Quando o Cristianismo se tornou a força cultural dominante no ocidente, o nu passou a ser um tabu, pois os cristãos não apreciavam os jogos públicos nem tinham atletas, nem precisavam de imagens de divindades nuas, pois seu deus vedara a criação de ídolos, e a nova atmosfera religiosa estava impregnada pela noção do pecado original. Assim o corpo foi desvalorizado, e a ênfase na castidade e no celibato impôs ainda maiores restrições, de modo que na arte medieval são muito raras as imagens nuas, salvo a dos próprios Adão e Eva, mas novamente sua nudez era a marca de sua queda. A revalorização da cultura clássica durante o Renascimento colocou novamente o corpo humano e a nudez em foco, junto com o repertório de mitos antigos, e desde então o nu voltou a ser um motivo infinitamente fértil para os artistas. Durante o Barroco o interesse não declinou, e tampouco durante o Neoclassicismo, ao contrário. Cercado de uma simbologia em muitos pontos semelhante à da Antiguidade, o nu se tornou outra vez onipresente na arte ocidental, mas foi então reservado geralmente apenas para temas mitológicos, sendo considerado pouco adequado à figuração de personagens vivos.[37][38]

 
O Perseu.

A primeira grande obra heroica de Canova foi o grupo de Teseu vencendo o minotauro (c. 1781), esculpido por encomenda de Girolamo Zulian. Iniciou seu projeto com a ideia tradicional de representá-los em combate, mas por conselho de Gavin Hamilton mudou o plano e passou a elaborar uma imagem estática. O mito era bem conhecido e já havia sido inspiração para vários artistas, mas a situação que Canova concebeu jamais havia sido representada antes, seja em escultura ou pintura, com o herói já vitorioso, sentado sobre o corpo do monstro, contemplando o resultado de sua façanha, e a composição obteve um sucesso instantâneo, abrindo-lhe as portas do patronato romano.[39]

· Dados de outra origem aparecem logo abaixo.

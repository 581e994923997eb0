//! mxnan Content Library
//!
//! Loads blog posts from Markdown/MDX files and renders them into the
//! [`Post`](mxnan_core::Post) shape served to the Leptos app.
//!
//! # Modules
//!
//! - [`markdown`] - Markdown rendering with heading anchors and code blocks
//! - [`syntax`] - Syntax highlighting for fenced code
//! - [`library`] - Directory loading and slug lookup

pub mod library;
pub mod markdown;
pub mod syntax;

pub use library::{BlogLibrary, Collected, LibraryError, LoadOptions};
pub use markdown::{MarkdownRenderer, Rendered};
pub use syntax::SyntaxHighlighter;
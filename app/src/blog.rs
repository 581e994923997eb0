//! Blog routes and the server functions feeding them.

use leptos::prelude::*;
use leptos_meta::{Meta, Title};
use leptos_router::{components::A, hooks::use_params_map};
use mxnan_core::{Post, PostSummary};

use crate::article::{BLOG_INDEX_PATH, BlogPost};

/// Post by slug; `None` when no post has that slug.
#[server]
pub async fn get_blog(slug: String) -> Result<Option<Post>, ServerFnError> {
    let library = crate::ssr::library()?;
    match library.get_blog_by_slug(&slug) {
        Ok(post) => Ok(Some(post.clone())),
        Err(err) if err.is_not_found() => {
            tracing::debug!(%slug, "post not found");
            Ok(None)
        }
        Err(err) => Err(ServerFnError::new(err)),
    }
}

/// Summaries of all posts, newest first.
#[server]
pub async fn list_blogs() -> Result<Vec<PostSummary>, ServerFnError> {
    let library = crate::ssr::library()?;
    Ok(library.get_all_blogs().iter().map(Post::summary).collect())
}

/// Every known slug; drives static generation of `/blogs/{slug}`.
#[server]
pub async fn list_blog_slugs() -> Result<Vec<String>, ServerFnError> {
    let library = crate::ssr::library()?;
    Ok(library.slugs())
}

#[component]
pub fn BlogPostPage() -> impl IntoView {
    let params = use_params_map();
    let slug = move || params.read().get("slug").unwrap_or_default();
    let post = Resource::new(slug, get_blog);

    view! {
      <Suspense fallback=|| view! { <p class="loading p-8">"Loading..."</p> }>
        {move || Suspend::new(async move {
          match post.await {
            Ok(Some(post)) => {
              let title = post.title.clone();
              let description = post.description.clone();
              view! {
                <Title text=title />
                <Meta name="description" content=description />
                <BlogPost post=post />
              }
                .into_any()
            }
            Ok(None) => view! { <PostNotFound /> }.into_any(),
            Err(err) => {
              view! { <p class="error p-8">{format!("Failed to load post: {err}")}</p> }.into_any()
            }
          }
        })}
      </Suspense>
    }
}

#[component]
pub fn BlogIndexPage() -> impl IntoView {
    let posts = Resource::new(|| (), |_| list_blogs());

    view! {
      <Title text="Blogs" />
      <section class="blog-index max-w-3xl mx-auto px-4 py-12">
        <h1 class="text-4xl font-bold mb-8">"Blogs"</h1>
        <Suspense fallback=|| view! { <p class="loading">"Loading..."</p> }>
          {move || Suspend::new(async move {
            match posts.await {
              Ok(posts) if posts.is_empty() => {
                view! { <p class="empty">"No posts yet."</p> }.into_any()
              }
              Ok(posts) => {
                view! {
                  <ul class="post-list space-y-8">
                    {posts.into_iter().map(|post| view! { <PostCard post=post /> }).collect_view()}
                  </ul>
                }
                  .into_any()
              }
              Err(err) => {
                view! { <p class="error">{format!("Failed to load posts: {err}")}</p> }.into_any()
              }
            }
          })}
        </Suspense>
      </section>
    }
}

#[component]
fn PostCard(post: PostSummary) -> impl IntoView {
    let url = post.url();
    let date = post.date_label();

    view! {
      <li class="post-card">
        <A href=url attr:class="block group">
          <h2 class="text-2xl font-semibold group-hover:underline">{post.title}</h2>
          <p class="text-gray-500 mt-1">{post.description}</p>
          <time class="text-sm text-gray-400">{date}</time>
        </A>
      </li>
    }
}

/// Shown for an unknown slug; answers 404 during server rendering.
#[component]
pub fn PostNotFound() -> impl IntoView {
    #[cfg(feature = "ssr")]
    {
        if let Some(response) = use_context::<leptos_axum::ResponseOptions>() {
            response.set_status(http::StatusCode::NOT_FOUND);
        }
    }

    view! {
      <Title text="Post not found" />
      <section class="not-found max-w-3xl mx-auto px-4 py-24 text-center">
        <h1 class="text-3xl font-bold mb-4">"Post not found"</h1>
        <A href=BLOG_INDEX_PATH attr:class="underline">
          "Back to blogs"
        </A>
      </section>
    }
}
//! mxnan server and site tool.

use std::path::PathBuf;

use clap::Parser;
use color_eyre::eyre::Result;

/// Command-line interface for the mxnan site.
#[derive(Parser)]
#[command(name = "mxnan", version, about = "Serve and maintain the mxnan site")]
struct Cli {
    /// Path to configuration file
    #[arg(short, long, default_value = "mxnan.toml", global = true)]
    config: PathBuf,

    /// Increase verbosity (-v, -vv, -vvv)
    #[arg(short, long, action = clap::ArgAction::Count, global = true)]
    verbose: u8,

    #[command(subcommand)]
    command: Option<Commands>,
}

#[derive(clap::Subcommand)]
enum Commands {
    /// Pre-render static routes, then serve the site
    Serve,
    /// Generate static routes and exit
    Prerender,
    /// Validate configuration and posts
    Check {
        /// Treat warnings as errors
        #[arg(long)]
        strict: bool,
    },
    /// Create a new draft post
    New {
        /// Slug of the post, also its file name
        slug: String,
        /// Post title (defaults to the slug)
        #[arg(short, long)]
        title: Option<String>,
    },
}

#[tokio::main]
async fn main() -> Result<()> {
    color_eyre::install()?;

    let cli = Cli::parse();
    server::init_tracing(cli.verbose);

    match cli.command.unwrap_or(Commands::Serve) {
        Commands::Serve => server::cmd::serve::run(&cli.config).await?,
        Commands::Prerender => server::cmd::prerender::run(&cli.config).await?,
        Commands::Check { strict } => server::cmd::check::run(&cli.config, strict)?,
        Commands::New { slug, title } => {
            server::cmd::new::run(&cli.config, &slug, title.as_deref())?;
        }
    }

    Ok(())
}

O grupo de Hércules furioso lançando Licas ao mar (1795-1815) foi criado sob encomenda de Don Onorato Gaetani, membro da nobreza napolitana, mas a queda dos Bourbons obrigou o patrono ao exílio e ao rompimento do contrato, quando o modelo já estava pronto. Por três anos o autor buscou um novo patrono para compra da versão em mármore, até que em 1799 ele foi contatado pelo conde Tiberio Roberti, um funcionário do governo austríaco em Verona, a fim de que ele esculpisse um monumento celebratório da vitória imperial sobre os franceses em Magnano. Sobrecarregado pelas suas encomendas, Canova tentou oferecer no lugar o Hércules e Licas, mas a composição foi rejeitada. A posição de Canova era delicada. Nascido no Vêneto, que era uma possessão austríaca, o escultor era um súdito do império Habsburgo, que também pagava a sua pensão naquela época e havia encomendado já outra composição, um cenotáfio. Além disso a figura de Hércules era tradicionalmente associada com a França, e embora a obra fosse reconhecida pela sua qualidade intrínseca, sua ambiguidade temática a tornava inadequada para um monumento austríaco.[23]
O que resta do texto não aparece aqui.